Investment Tools Ltd.
Lloyds Banking Group announce a total ordinary dividend of 3.37 pence per share, up 5 per cent

The Group is strongly capital generative, although this has been impacted by PPI in 2019. Given a strong capital position at the year end, the Lloyds Banking Board has recommended a final ordinary dividend of 2.25 pence per share, bringing the total ordinary dividend for the year to 3.37 pence per share. This represents an increase of 5 per cent on 2018 and is in line with their progressive and sustainable ordinary dividend policy. The Group's capital position remains strong with a pro forma CET1 ratio of 13.8 per cent after allowing for ordinary dividends.
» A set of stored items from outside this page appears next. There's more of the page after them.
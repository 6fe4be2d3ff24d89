//! HTTP 请求处理器

pub mod analyze;
pub mod health;

pub use analyze::handle_analyze_grievance;
pub use health::handle_health;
Other financial highlights include:

Underlying profit of £7.5 billion, down 7 per cent in a challenging external market

− Net income of £17.1 billion, down 4 per cent, with stable average interest-earning banking assets of £435 billion, net interest margin of 2.88 per cent and other income down 5 per cent to £5.7 billion

− Total costs of £8.3 billion further reduced by 5 per cent, driven by action to reduce operating costs, and lower remediation charges; market-leading cost:income ratio improved to 48.5 per cent with positive jaws of 1 per cent

− Credit quality remains strong with net asset quality ratio of 29 basis points

Statutory profit after tax of £3.0 billion after £2.45 billion PPI charge and £1.4 billion tax expense in the year

Balance sheet strength maintained with free capital build of 86 basis points in the year (207 basis points pre-PPI charge) and CET1 ratio of 13.8 per cent after dividends

The Group is targeting an ongoing CET1 capital ratio of c.12.5 per cent plus a management buffer of c.1 per cent.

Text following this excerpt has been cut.